The borophosphates are mixed anion compounds containing borate and phosphate anions, which may be joined together by a common oxygen atom. Compounds that contain water or hydroxy groups can also be included in the class of compounds.

Borophosphates can be classified by whether or not they are hydrated, and the anion structure, which can be single, double, triple, isolated ring, isolated branched ring, simple chain, branched chain, loop chain, layers, or three-dimensional network. The single anion compounds are the borate phosphates, which contain separate borate and phosphate groups. Some of the borophosphate structures resemble silicates.

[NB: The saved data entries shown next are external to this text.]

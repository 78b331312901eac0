//! Remediation orchestrator CLI.

use anyhow::{bail, Context, Result};
use clap::{Parser, Subcommand, ValueEnum};
use colored::Colorize;
use std::io::Read;
use std::path::PathBuf;
use std::sync::Arc;
use std::time::Duration;
use tracing::{info, warn};
use tracing_subscriber::EnvFilter;

use remediator::advisor::{OpenAiAdvisor, RemediationAdvisor};
use remediator::executor::{CommandExecutor, LocalExecutor, SshAuth, SshExecutor, SshTarget};
use remediator::procedures::{
    DirectoryProcedureRepository, GitHubProcedureRepository, ProcedureRepository,
};
use remediator::registry::{InMemoryRegistry, RemediationRegistry};
use remediator::report::CallbackBase;
use remediator::server::{self, ServerState};
use remediator::{RemediationPolicy, RemediationWorkflow};

const DEFAULT_LOG_FILTER: &str = "remediator=info,notify=info,tower_http=info";

/// Approval-gated incident remediation
#[derive(Parser)]
#[command(name = "remediator")]
#[command(about = "Turns alerts into vetted or AI-suggested fixes and runs them once approved")]
#[command(version)]
struct Cli {
    #[command(subcommand)]
    command: Commands,

    /// Log output format
    #[arg(long, value_enum, default_value = "text", global = true)]
    log_format: LogFormat,
}

#[derive(Clone, Copy, Default, ValueEnum)]
enum LogFormat {
    #[default]
    Text,
    Json,
}

#[derive(Subcommand)]
enum Commands {
    /// Run the HTTP service (alert intake, approval callbacks)
    Serve(Box<ServeArgs>),

    /// Read advisor text on stdin and print the commands the filter keeps
    Extract {
        /// Policy file supplying `command_patterns`
        #[arg(long, env = "REMEDIATOR_CONFIG")]
        config: Option<PathBuf>,
    },
}

#[derive(clap::Args)]
struct ServeArgs {
    /// Listen address
    #[arg(long, env = "LISTEN_ADDR", default_value = "0.0.0.0:8080")]
    addr: String,

    /// JSON policy file
    #[arg(long, env = "REMEDIATOR_CONFIG")]
    config: Option<PathBuf>,

    /// Externally reachable base URL of this service (approval buttons post here)
    #[arg(long, env = "CALLBACK_BASE_URL")]
    callback_base_url: String,

    /// GitHub contents API directory holding `{incident}.json` procedures
    #[arg(long, env = "SOP_GITHUB_API")]
    sop_github_api: Option<String>,

    #[arg(long, env = "GITHUB_TOKEN", hide_env_values = true)]
    github_token: Option<String>,

    /// Local directory holding `{incident}.json` procedures
    #[arg(long, env = "SOP_DIR", conflicts_with = "sop_github_api")]
    sop_dir: Option<PathBuf>,

    #[arg(long, env = "OPENAI_API_KEY", hide_env_values = true)]
    openai_api_key: Option<String>,

    #[arg(long, env = "OPENAI_MODEL")]
    openai_model: Option<String>,

    #[arg(long, env = "OPENAI_BASE_URL")]
    openai_base_url: Option<String>,

    /// Remediation target host; commands run locally when unset
    #[arg(long, env = "VM_HOST")]
    vm_host: Option<String>,

    #[arg(long, env = "VM_PORT", default_value_t = 22)]
    vm_port: u16,

    #[arg(long, env = "VM_USER", default_value = "azureuser")]
    vm_user: String,

    #[arg(long, env = "VM_PASSWORD", hide_env_values = true)]
    vm_password: Option<String>,

    /// Private key file for the target
    #[arg(long, env = "VM_PRIVATE_KEY")]
    vm_private_key: Option<PathBuf>,

    /// Shared registry store (requires the `postgres` feature)
    #[arg(long, env = "DATABASE_URL", hide_env_values = true)]
    database_url: Option<String>,
}

#[tokio::main]
async fn main() -> Result<()> {
    let cli = Cli::parse();
    init_tracing(cli.log_format);

    match cli.command {
        Commands::Serve(args) => run_serve_command(*args).await,
        Commands::Extract { config } => run_extract_command(config.as_deref()),
    }
}

fn init_tracing(format: LogFormat) {
    let filter =
        EnvFilter::try_from_default_env().unwrap_or_else(|_| EnvFilter::new(DEFAULT_LOG_FILTER));
    let builder = tracing_subscriber::fmt().with_env_filter(filter);
    match format {
        LogFormat::Text => builder.init(),
        LogFormat::Json => builder.json().init(),
    }
}

fn load_policy(path: Option<&std::path::Path>) -> Result<RemediationPolicy> {
    match path {
        Some(path) => RemediationPolicy::from_file(path).context("Failed to load policy file"),
        None => Ok(RemediationPolicy::default()),
    }
}

fn run_extract_command(config: Option<&std::path::Path>) -> Result<()> {
    let policy = load_policy(config)?;
    let filter = policy.command_filter()?;

    let mut text = String::new();
    std::io::stdin()
        .read_to_string(&mut text)
        .context("Failed to read advisor text from stdin")?;

    let commands = filter.extract(&text);
    if commands.is_empty() {
        eprintln!("{}", "No actionable commands".yellow());
    }
    for command in commands {
        println!("{command}");
    }
    Ok(())
}

async fn build_registry(args: &ServeArgs) -> Result<Arc<dyn RemediationRegistry>> {
    match &args.database_url {
        #[cfg(feature = "postgres")]
        Some(url) => {
            let registry = remediator::registry::PostgresRegistry::connect(url)
                .await
                .context("Failed to connect registry database")?;
            Ok(Arc::new(registry))
        }
        #[cfg(not(feature = "postgres"))]
        Some(_) => bail!("DATABASE_URL is set but this build lacks the `postgres` feature"),
        None => {
            warn!("Using in-memory registry; run a single instance only");
            Ok(Arc::new(InMemoryRegistry::new()))
        }
    }
}

fn build_executor(
    args: &ServeArgs,
    policy: &RemediationPolicy,
) -> Result<Arc<dyn CommandExecutor>> {
    let Some(host) = &args.vm_host else {
        warn!("VM_HOST not set, commands will run on this host");
        return Ok(Arc::new(LocalExecutor::new()));
    };

    let auth = match (&args.vm_private_key, &args.vm_password) {
        (Some(path), _) => SshAuth::KeyFile {
            path: path.clone(),
            passphrase: None,
        },
        (None, Some(password)) => SshAuth::Password(password.clone()),
        (None, None) => bail!("VM_HOST is set but neither VM_PASSWORD nor VM_PRIVATE_KEY is"),
    };

    Ok(Arc::new(SshExecutor::new(
        SshTarget {
            host: host.clone(),
            port: args.vm_port,
            user: args.vm_user.clone(),
            auth,
        },
        policy.execution_timeout(),
    )))
}

fn build_procedures(
    args: &ServeArgs,
    policy: &RemediationPolicy,
) -> Option<Arc<dyn ProcedureRepository>> {
    if let Some(api) = &args.sop_github_api {
        return Some(Arc::new(GitHubProcedureRepository::new(
            api.clone(),
            args.github_token.clone(),
            policy.lookup_timeout(),
        )));
    }
    args.sop_dir
        .as_ref()
        .map(|dir| Arc::new(DirectoryProcedureRepository::new(dir)) as Arc<dyn ProcedureRepository>)
}

async fn run_serve_command(args: ServeArgs) -> Result<()> {
    let policy = load_policy(args.config.as_deref())?;
    let callback =
        CallbackBase::parse(&args.callback_base_url).context("Invalid CALLBACK_BASE_URL")?;

    let registry = build_registry(&args).await?;
    let executor = build_executor(&args, &policy)?;
    let procedures = build_procedures(&args, &policy);
    let advisor = OpenAiAdvisor::new(
        args.openai_api_key.clone(),
        args.openai_model.clone(),
        args.openai_base_url.clone(),
        policy.advisor_timeout(),
    )
    .context("Failed to build advisor")?;
    let notifier = notify::Notifier::from_env(policy.notify_timeout());

    println!("{}", "═".repeat(60).cyan());
    println!("{}", "REMEDIATION ORCHESTRATOR".cyan().bold());
    println!("{}", "═".repeat(60).cyan());
    println!();
    println!("  Address:       {}", args.addr.green());
    println!("  Callback:      {}", callback.decision_url().green());
    println!("  Target:        {}", executor.target().green());
    println!("  Vetted policy: {}", policy.vetted_policy.as_str().cyan());
    println!(
        "  Procedures:    {}",
        if procedures.is_some() { "enabled".green() } else { "disabled".yellow() }
    );
    println!(
        "  Advisor:       {}",
        if advisor.is_configured() { "enabled".green() } else { "disabled".yellow() }
    );
    println!("  Channels:      {}", notifier.channel_count());
    println!("  Approval TTL:  {}s", policy.request_ttl_secs);
    println!();

    let mut workflow =
        RemediationWorkflow::new(policy, callback, registry, executor, Arc::new(notifier))
            .context("Invalid remediation policy")?
            .with_advisor(Arc::new(advisor) as Arc<dyn RemediationAdvisor>);
    if let Some(procedures) = procedures {
        workflow = workflow.with_procedures(procedures);
    }

    let state = Arc::new(ServerState::new(Arc::new(workflow)));
    info!(addr = %args.addr, "Starting remediation server");
    server::run_server(state, &args.addr).await
}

Related compounds include aluminophosphates, which have aluminium instead of boron, gallophosphates, with gallium in place of boron, and by substituting the phosphate: boroarsenates, boroantimonates, vanadoborate.

Formation
Borophosphates can be formed by heating compounds together at up to 900 °C. The products are dense, anhydrous, and do not contain organic substances.

Solvothermal synthesis uses a non water solvent such as ethylene glycol to dissolve the product.

The flux method crystallises from a molten flux of boric acid and sodium dihydrogen phosphate at around 171.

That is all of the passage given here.